In the first article of our series on Experience Design, I discussed Customer Experience and its perception in a technical working environment. In this blog post, I will focus on how companies can adopt a customer-centred approach to design a well-rounded UX strategy that will lead to an exceptional customer experience. The design processes we follow at FAIR are driven by this mindset. We work with the customer every step of the way to deliver the right solution.
Before exploring strategy, however, it is important to understand the difference between User Experience and Customer Experience.
Customer Experience Encompasses User Experience
User Experience, or UX, focuses on the end user having a quality interaction and meaningful experience with a service or a product. This could apply to a website with easy navigation to help the customer find the information they need or a product or service that helps them complete a specific task.
Customer Experience, or CX, encompasses all of these interactions and is a holistic perception a customer has of a business or brand across multiple touchpoints within their customer journey. This can include physical and digital interactions.
Adopting a Customer-Centred Approach
Before attempting to work on design, businesses first need to be curious and step into their customers’ shoes to gain deep insights into their needs and behaviour. This helps understand the right problem to solve from the outset. Once sufficient data is gathered to identify the challenges faced by the customer, the design phase can commence to address them successfully. A customer-centred approach should aim to fulfil the needs of the customers instead of catering to their wants.
A methodology that is well-known within Experience Design is the Double Diamond process.
Phases of the Double Diamond Design Process
The Double Diamond design process comprises four stages to create a practical and visually appealing design governed by the customer’s needs: Discover, Define, Develop and Deliver. I will briefly discuss each step taken towards creating a customer-centred design.
Discover: As the diagram above elaborates, the process of designing starts with discovering what the customers need or more precisely, the problem that the design will solve. This stage calls for the design team to collaborate and research the requirements of the customers as well as their behavioural patterns and how they interact with a product or service.

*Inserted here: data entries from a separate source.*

//! Logstream analytics
//!
//! Read-side operations over buffered entries: filtered queries, JSON/CSV
//! export, and the on-demand [`LogAnalytics`] snapshot.

pub mod export;
pub mod query;
pub mod report;

pub use export::{export_logs, ExportError, ExportFormat};
pub use query::{query_logs, DEFAULT_QUERY_LIMIT};
pub use report::{
    compute_analytics, HealthStatus, HotIssue, LogAnalytics, ServiceHealth, TrendBucket,
    UserActivity,
};
//! Wall-clock abstraction.
//!
//! Cooldowns, trailing windows and analytics all read "now" through
//! [`Clock`], so tests can drive time with [`ManualClock`] instead of sleeping.

use chrono::{DateTime, Duration, SubsecRound, Utc};
use parking_lot::Mutex;

pub trait Clock: Send + Sync {
    /// Current wall-clock time, truncated to millisecond precision.
    fn now(&self) -> DateTime<Utc>;
}

/// Real clock backed by the system time.
#[derive(Debug, Clone, Copy, Default)]
pub struct SystemClock;

impl Clock for SystemClock {
    fn now(&self) -> DateTime<Utc> {
        Utc::now().trunc_subsecs(3)
    }
}

/// Clock that only moves when told to.
#[derive(Debug)]
pub struct ManualClock {
    current: Mutex<DateTime<Utc>>,
}

impl ManualClock {
    pub fn new(start: DateTime<Utc>) -> Self {
        Self {
            current: Mutex::new(start.trunc_subsecs(3)),
        }
    }

    /// A clock starting at the current system time.
    pub fn starting_now() -> Self {
        Self::new(Utc::now())
    }

    pub fn advance(&self, by: Duration) {
        let mut current = self.current.lock();
        *current += by;
    }

    pub fn set(&self, to: DateTime<Utc>) {
        *self.current.lock() = to.trunc_subsecs(3);
    }
}

impl Clock for ManualClock {
    fn now(&self) -> DateTime<Utc> {
        *self.current.lock()
    }
}

/// `secs` as a duration, saturating at the longest representable span.
pub fn saturating_secs(secs: u64) -> Duration {
    i64::try_from(secs)
        .ok()
        .and_then(Duration::try_seconds)
        .unwrap_or(Duration::MAX)
}

/// `at - span`, saturating at the earliest representable instant.
pub fn saturating_sub(at: DateTime<Utc>, span: Duration) -> DateTime<Utc> {
    at.checked_sub_signed(span).unwrap_or(DateTime::<Utc>::MIN_UTC)
}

This phase includes not just desk research but also techniques such as 1:1 interviews, surveys, workshops and observation of real customers.
Define: Once the problem or challenge is identified, design teams analyse the data and synthesise insights gathered during the discovery phase. A strategy is formulated based on that analysis and the process of brainstorming to find the best solution to address the challenges faced by the customer begins.

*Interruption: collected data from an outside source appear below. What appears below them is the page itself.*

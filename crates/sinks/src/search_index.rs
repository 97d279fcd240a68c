//! Search-index sink speaking the Elasticsearch `_bulk` protocol.

use async_trait::async_trait;
use logstream_core::config::{SearchIndexOutput, SinkKind};
use logstream_core::LogEntry;
use reqwest::header::{HeaderMap, HeaderValue, AUTHORIZATION, CONTENT_TYPE};
use serde_json::json;
use std::sync::Arc;
use tracing::debug;

use crate::error::SinkError;
use crate::http::{build_client, check_status, header_map};
use crate::LogSink;

pub struct SearchIndexSink {
    client: reqwest::Client,
    endpoint: String,
    index: String,
    headers: HeaderMap,
}

impl SearchIndexSink {
    pub fn new(config: SearchIndexOutput) -> Result<Self, SinkError> {
        let mut headers = header_map(&config.headers);
        headers.insert(CONTENT_TYPE, HeaderValue::from_static("application/x-ndjson"));
        if let Some(key) = &config.api_key {
            if let Ok(value) = HeaderValue::from_str(&format!("ApiKey {key}")) {
                headers.insert(AUTHORIZATION, value);
            }
        }
        Ok(Self {
            client: build_client(config.timeout_ms)?,
            endpoint: format!("{}/_bulk", config.url.trim_end_matches('/')),
            index: config.index,
            headers,
        })
    }

    fn bulk_body(&self, batch: &[Arc<LogEntry>]) -> Result<String, SinkError> {
        let action = serde_json::to_string(&json!({ "index": { "_index": self.index } }))?;
        let mut body = String::new();
        for entry in batch {
            body.push_str(&action);
            body.push('\n');
            body.push_str(&serde_json::to_string(entry.as_ref())?);
            body.push('\n');
        }
        Ok(body)
    }
}

#[async_trait]
impl LogSink for SearchIndexSink {
    fn kind(&self) -> SinkKind {
        SinkKind::SearchIndex
    }

    async fn write_batch(&self, batch: &[Arc<LogEntry>]) -> Result<(), SinkError> {
        let body = self.bulk_body(batch)?;
        let resp = self
            .client
            .post(&self.endpoint)
            .headers(self.headers.clone())
            .body(body)
            .send()
            .await?;
        let resp = check_status(resp).await?;

        // The bulk API answers 200 even when individual documents fail.
        let summary: serde_json::Value = resp.json().await?;
        if summary.get("errors").and_then(|v| v.as_bool()) == Some(true) {
            let rejected = summary
                .get("items")
                .and_then(|v| v.as_array())
                .map(|items| {
                    items
                        .iter()
                        .filter(|item| item.pointer("/index/error").is_some())
                        .count()
                })
                .unwrap_or(batch.len());
            return Err(SinkError::Rejected {
                rejected,
                total: batch.len(),
            });
        }

        debug!(count = batch.len(), index = %self.index, "Bulk indexed log batch");
        Ok(())
    }
}

#[cfg(test)]
mod tests {
    use super::*;
    use chrono::Utc;
    use logstream_core::{EntryMetadata, LogContext, LogLevel};
    use std::collections::HashMap;

    fn entry(msg: &str) -> Arc<LogEntry> {
        Arc::new(LogEntry::build(
            Utc::now(),
            LogLevel::Info,
            msg,
            LogContext::from("api"),
            EntryMetadata {
                hostname: "h".into(),
                pid: 1,
                version: "0".into(),
            },
        ))
    }

    fn config(url: String) -> SearchIndexOutput {
        SearchIndexOutput {
            url,
            index: "app-logs".into(),
            api_key: Some("secret".into()),
            headers: HashMap::new(),
            timeout_ms: 2000,
        }
    }

    #[tokio::test]
    async fn test_bulk_submission() {
        let mut server = mockito::Server::new_async().await;
        let mock = server
            .mock("POST", "/_bulk")
            .match_header("authorization", "ApiKey secret")
            .match_header("content-type", "application/x-ndjson")
            .match_body(mockito::Matcher::Regex(r#"\{"index":\{"_index":"app-logs"\}\}"#.into()))
            .with_status(200)
            .with_body(r#"{"errors":false,"items":[]}"#)
            .create_async()
            .await;

        let sink = SearchIndexSink::new(config(server.url())).unwrap();
        sink.write_batch(&[entry("a"), entry("b")]).await.unwrap();
        mock.assert_async().await;
    }

    #[tokio::test]
    async fn test_partial_rejection_is_error() {
        let mut server = mockito::Server::new_async().await;
        server
            .mock("POST", "/_bulk")
            .with_status(200)
            .with_body(
                r#"{"errors":true,"items":[{"index":{"status":201}},{"index":{"status":400,"error":{"type":"mapper_parsing_exception"}}}]}"#,
            )
            .create_async()
            .await;

        let sink = SearchIndexSink::new(config(server.url())).unwrap();
        let err = sink.write_batch(&[entry("a"), entry("b")]).await.unwrap_err();
        assert!(matches!(err, SinkError::Rejected { rejected: 1, total: 2 }));
    }

    #[tokio::test]
    async fn test_server_error_is_error() {
        let mut server = mockito::Server::new_async().await;
        server
            .mock("POST", "/_bulk")
            .with_status(503)
            .with_body("unavailable")
            .create_async()
            .await;

        let sink = SearchIndexSink::new(config(server.url())).unwrap();
        let err = sink.write_batch(&[entry("a")]).await.unwrap_err();
        assert!(matches!(err, SinkError::Status { status: 503, .. }));
    }
}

Develop: At this stage, the team has a thorough understanding of the challenges the customers are facing so it can now move on to brainstorming to find the right design to address them. Drawing up customer journey maps, storyboards and service blueprints helps the team visualise the ideas proposed.

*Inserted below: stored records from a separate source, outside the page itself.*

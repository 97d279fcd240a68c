use reqwest::header::{HeaderMap, HeaderName, HeaderValue};
use std::collections::HashMap;
use std::time::Duration;
use tracing::warn;

use crate::error::SinkError;

pub(crate) fn build_client(timeout_ms: u64) -> Result<reqwest::Client, SinkError> {
    Ok(reqwest::Client::builder()
        .timeout(Duration::from_millis(timeout_ms))
        .build()?)
}

/// Convert configured headers, skipping names or values HTTP would reject.
pub(crate) fn header_map(headers: &HashMap<String, String>) -> HeaderMap {
    let mut map = HeaderMap::new();
    for (name, value) in headers {
        match (
            HeaderName::from_bytes(name.as_bytes()),
            HeaderValue::from_str(value),
        ) {
            (Ok(name), Ok(value)) => {
                map.insert(name, value);
            }
            _ => warn!(header = %name, "Skipping invalid sink header"),
        }
    }
    map
}

/// Map a non-success response into [`SinkError::Status`].
pub(crate) async fn check_status(resp: reqwest::Response) -> Result<reqwest::Response, SinkError> {
    let status = resp.status();
    if status.is_success() {
        return Ok(resp);
    }
    let body = resp.text().await.unwrap_or_default();
    Err(SinkError::Status {
        status: status.as_u16(),
        body,
    })
}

This phase also includes creating prototypes and involving the end-user to test how they interact with the solution.
Deliver: The last stage is delivering the final design to the customer — but the journey doesn’t really end here. Businesses should continuously ask their customers for their feedback to iterate on the areas that can be improved.
SAP’s Design Thinking method is somewhat similar to the Double Diamond; however, it Explores the opportunities to create a design before discovering the problem. The second and third phases of the SAP method, Discover and Design, are the same as the Double Diamond. After analysing the customers’ requirements and developing a prototype of the design based on the research, comes the Delivery stage, when the solution is tested and deployment starts.
The last stage of the SAP Design Thinking process is Run and Scale. This is when the final solution is implemented and is ready to scale. The method starts with Design Thinking and ends with Architecture Thinking.
Stages of SAP Design Thinking Process
Designing an Effective UX Strategy
To create a human-centred design, businesses need to find the right balance between fulfilling customer needs and meeting set goals. A practical design should be desirable, viable, feasible and scalable so that it can contribute to improving customer experience while staying aligned with the company’s targets and resources.
The Factors Considered while Working on an Effective Design Strategy
While designing an effective UX strategy, businesses must understand that it will not just have an impact on a single product or service. It is the foundation of a company’s customer experience. A good design should be functional, have a clear objective and lead to the success of a technical project’s deployment.
A good approach would be to think beyond technology. To create a human-centred design that adds value for the customer, the business must consider its organisational structure, its capabilities and transformation operational model.
A successful UX strategy will always be influenced by the needs of the customer, hence the importance of adopting a customer-first mindset.
It’s also important to understand that improving design is an ongoing process. One of the most important aspects of formulating an effective UX strategy is bringing the customer on the journey. A business can only design the right solution for its customers if it keeps them involved at every stage.